I often call eating disorders a paradox. At least in my experience, there is often guilt associated with both eating and not eating. I am living in a paradox. Knowing that I need to eat to survive and not wanting to eat because it makes me feel guilty to the deepest depths of my soul. There is this paradox, where you feel guilty, no matter what you do. If I eat, I feel guilty. If I do not eat, I also feel guilty. I like to describe eating disorders like a starfish. Starfish do not have brains or blood, and yet, they are in complete control. They can move around, and they can eat. They are a paradox. Eating disorders are similar; they live in the brain but do not have one themselves. They control how you live, and what you eat, where you go to eat, and how you look at yourself.

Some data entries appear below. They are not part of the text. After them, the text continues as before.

//! mavg-io: event sources and result sinks.
//! - `FileSource`: scans a JSONL file line by line, one event per line
//! - `QueueSource`: polls a message queue, acknowledging each message after aggregation
//! - `FileSink`: writes points as JSON lines into an output folder or to stdout

use std::path::{Path, PathBuf};

use async_trait::async_trait;
use mavg_core::{decode_record, metrics, AveragedPoint, Context, Error, Event, Result, Sink, Source};
use tokio::io::{AsyncBufReadExt, AsyncWrite, AsyncWriteExt, BufWriter};
use tracing::{debug, info};

pub mod queue;
pub use queue::{Backoff, Queue, QueueMessage, QueueSource};

#[cfg(feature = "sqs")]
pub mod sqs;
#[cfg(feature = "sqs")]
pub use sqs::SqsQueue;

/// Reads newline-delimited `TranslationDelivered` records.
///
/// A line that fails to decode aborts the run with `Error::Decode`; blank lines are skipped.
pub struct FileSource {
    pub path: PathBuf,
}

impl FileSource {
    pub fn jsonl(path: impl Into<PathBuf>) -> Self {
        Self { path: path.into() }
    }
}

#[async_trait]
impl Source for FileSource {
    async fn run(&mut self, ctx: &mut dyn Context) -> Result<()> {
        let file = tokio::fs::File::open(&self.path).await.map_err(|e| {
            Error::Io(std::io::Error::new(
                e.kind(),
                format!("failed to open {}: {e}", self.path.display()),
            ))
        })?;
        let mut lines = tokio::io::BufReader::new(file).lines();
        let mut line_no = 0usize;
        while let Some(line) = lines.next_line().await? {
            line_no += 1;
            if line.trim().is_empty() {
                debug!(line = line_no, "blank line skipped");
                continue;
            }
            let record = decode_record(line.as_bytes()).map_err(|source| {
                metrics::DECODE_FAILURES.with_label_values(&["file"]).inc();
                Error::Decode {
                    origin: format!("{}:{}", self.path.display(), line_no),
                    source,
                }
            })?;
            ctx.collect(Event::from(record)).await?;
        }
        debug!(lines = line_no, path = %self.path.display(), "input exhausted");
        Ok(())
    }
}

type BoxedWriter = BufWriter<Box<dyn AsyncWrite + Send + Unpin>>;

/// Writes each point as a single JSON line to stdout or to `events_<timestamp>.json` in a folder.
///
/// The output file (and folder) is created lazily on the first write.
pub struct FileSink {
    folder: Option<PathBuf>,
    path: Option<PathBuf>,
    writer: Option<BoxedWriter>,
}

impl FileSink {
    pub fn stdout() -> Self {
        Self {
            folder: None,
            path: None,
            writer: None,
        }
    }

    pub fn in_folder(folder: impl Into<PathBuf>) -> Self {
        Self {
            folder: Some(folder.into()),
            path: None,
            writer: None,
        }
    }

    /// File currently written to; `None` for stdout or before the first write.
    pub fn output_path(&self) -> Option<&Path> {
        self.path.as_deref()
    }

    fn label(&self) -> &'static str {
        if self.folder.is_some() {
            "file"
        } else {
            "stdout"
        }
    }

    async fn ensure_writer(&mut self) -> Result<()> {
        if self.writer.is_some() {
            return Ok(());
        }
        let inner: Box<dyn AsyncWrite + Send + Unpin> = match &self.folder {
            Some(folder) => {
                tokio::fs::create_dir_all(folder).await.map_err(Error::Sink)?;
                let path = output_file_path(folder);
                let file = tokio::fs::File::create(&path).await.map_err(Error::Sink)?;
                info!(path = %path.display(), "writing to file");
                self.path = Some(path);
                Box::new(file)
            }
            None => Box::new(tokio::io::stdout()),
        };
        self.writer = Some(BufWriter::new(inner));
        Ok(())
    }

    async fn write_points(&mut self, points: &[AveragedPoint]) -> Result<()> {
        let mut buf = Vec::new();
        for p in points {
            serde_json::to_writer(&mut buf, p)?;
            buf.push(b'\n');
        }
        self.ensure_writer().await?;
        if let Some(w) = self.writer.as_mut() {
            w.write_all(&buf).await.map_err(Error::Sink)?;
            w.flush().await.map_err(Error::Sink)?;
        }
        metrics::BYTES_WRITTEN
            .with_label_values(&[self.label()])
            .inc_by(buf.len() as u64);
        Ok(())
    }
}

fn output_file_path(folder: &Path) -> PathBuf {
    let stamp = chrono::Local::now().format("%Y%m%d%H%M%S");
    folder.join(format!("events_{stamp}.json"))
}

#[async_trait]
impl Sink for FileSink {
    async fn store(&mut self, point: &AveragedPoint) -> Result<()> {
        self.write_points(std::slice::from_ref(point)).await
    }

    async fn store_all(&mut self, points: &[AveragedPoint]) -> Result<()> {
        if points.is_empty() {
            return Ok(());
        }
        self.write_points(points).await
    }

    async fn close(&mut self) -> Result<()> {
        if let Some(mut w) = self.writer.take() {
            w.flush().await.map_err(Error::Sink)?;
            if self.folder.is_some() {
                w.shutdown().await.map_err(Error::Sink)?;
            }
        }
        Ok(())
    }
}

#[cfg(test)]
mod tests {
    use super::*;
    use chrono::{TimeZone, Utc};

    struct Collect {
        out: Vec<Event>,
    }

    #[async_trait]
    impl Context for Collect {
        async fn collect(&mut self, event: Event) -> Result<()> {
            self.out.push(event);
            Ok(())
        }
    }

    fn tmp_path(name: &str) -> PathBuf {
        let mut p = std::env::temp_dir();
        let nanos = std::time::SystemTime::now()
            .duration_since(std::time::UNIX_EPOCH)
            .unwrap()
            .as_nanos();
        p.push(format!("mavg_test_{}_{}", name, nanos));
        p
    }

    #[tokio::test]
    async fn file_source_reads_lines_and_skips_blanks() {
        let path = tmp_path("jsonl");
        let content = concat!(
            r#"{"timestamp": "2018-12-26 18:11:08.509654","#,
            r#""translation_id": "5aa5b2f39f7254a75aa5","#,
            r#""client_name": "airliberty","nr_words": 30, "duration": 20}"#,
            "\n",
            "\n",
            "{\"timestamp\": \"2018-12-26 18:15:19.903159\", \"duration\": 31}\n",
        );
        tokio::fs::write(&path, content).await.unwrap();

        let mut src = FileSource::jsonl(&path);
        let mut ctx = Collect { out: vec![] };
        src.run(&mut ctx).await.unwrap();
        assert_eq!(ctx.out.iter().map(|e| e.duration).collect::<Vec<_>>(), vec![20, 31]);

        let _ = tokio::fs::remove_file(&path).await;
    }

    #[tokio::test]
    async fn file_source_aborts_on_bad_line() {
        let path = tmp_path("bad");
        let content = concat!(
            "{\"timestamp\": \"2018-12-26 18:11:08\", \"duration\": 20}\n",
            "{\"timestamp\": \"yesterday\", \"duration\": 1}\n",
            "{\"timestamp\": \"2018-12-26 18:12:08\", \"duration\": 5}\n",
        );
        tokio::fs::write(&path, content).await.unwrap();

        let mut src = FileSource::jsonl(&path);
        let mut ctx = Collect { out: vec![] };
        let err = src.run(&mut ctx).await.unwrap_err();
        match err {
            Error::Decode { origin, .. } => assert!(origin.ends_with(":2"), "origin was {origin}"),
            other => panic!("unexpected error {other:?}"),
        }
        assert_eq!(ctx.out.len(), 1);

        let _ = tokio::fs::remove_file(&path).await;
    }

    #[tokio::test]
    async fn file_source_missing_file_is_io_error() {
        let mut src = FileSource::jsonl(tmp_path("missing"));
        let mut ctx = Collect { out: vec![] };
        assert!(matches!(src.run(&mut ctx).await, Err(Error::Io(_))));
    }

    #[tokio::test]
    async fn file_sink_creates_folder_and_appends_lines() {
        let folder = tmp_path("out");
        let mut sink = FileSink::in_folder(&folder);
        assert!(sink.output_path().is_none());

        let t = Utc.with_ymd_and_hms(2018, 12, 26, 18, 11, 0).unwrap();
        sink.store(&AveragedPoint::new(t, 0.0)).await.unwrap();
        sink.store_all(&[
            AveragedPoint::new(t + chrono::Duration::minutes(1), 20.0),
            AveragedPoint::new(t + chrono::Duration::minutes(2), 25.5),
        ])
        .await
        .unwrap();
        sink.close().await.unwrap();

        let path = sink.output_path().unwrap().to_path_buf();
        let name = path.file_name().unwrap().to_string_lossy().to_string();
        assert!(name.starts_with("events_") && name.ends_with(".json"), "{name}");

        let data = tokio::fs::read_to_string(&path).await.unwrap();
        let lines: Vec<_> = data.lines().collect();
        assert_eq!(lines.len(), 3);
        assert_eq!(lines[0], r#"{"date":"2018-12-26 18:11:00","average_delivery_time":0.0}"#);
        assert_eq!(lines[2], r#"{"date":"2018-12-26 18:13:00","average_delivery_time":25.5}"#);

        let _ = tokio::fs::remove_dir_all(&folder).await;
    }

    #[tokio::test]
    async fn file_sink_close_without_writes_creates_nothing() {
        let folder = tmp_path("untouched");
        let mut sink = FileSink::in_folder(&folder);
        sink.close().await.unwrap();
        sink.close().await.unwrap();
        assert!(!folder.exists());
    }
}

Eating Disorder, Definition:
The Oxford dictionary definition of Eating Disorders is as follows:
“any of a range of psychological disorders characterized by abnormal or disturbed eating habits (such as anorexia nervosa).”
The Diagnosis Process
As an undiagnosed teenager looking for a diagnosis, I can tell you; it’s a lot harder than it should be. Many doctors will not diagnose because of it being a “phase.” Plenty of them will not diagnose if you aren’t a certain weight. In my experience, most places will weigh you with your back to the wall on the scale to help with the weight anxiety several people with eating disorders have. This practice is, so you do not see the weight and will not overthink it.
The Eating Disorders That are Out There
Many people know about the “main two” being, Bulimia Nervosa and Anorexia Nervosa. However, there is much more than just those two. Let me begin with a list.
Anorexia Nervosa is characterized by a view of one’s self-being overweight. Many people with Anorexia Nervosa seek to correct this by restricting their caloric and food intake. Oftentimes, the main goal is to lose weight. They often weigh themselves, and monitor it to get themselves to or under a “goal weight.”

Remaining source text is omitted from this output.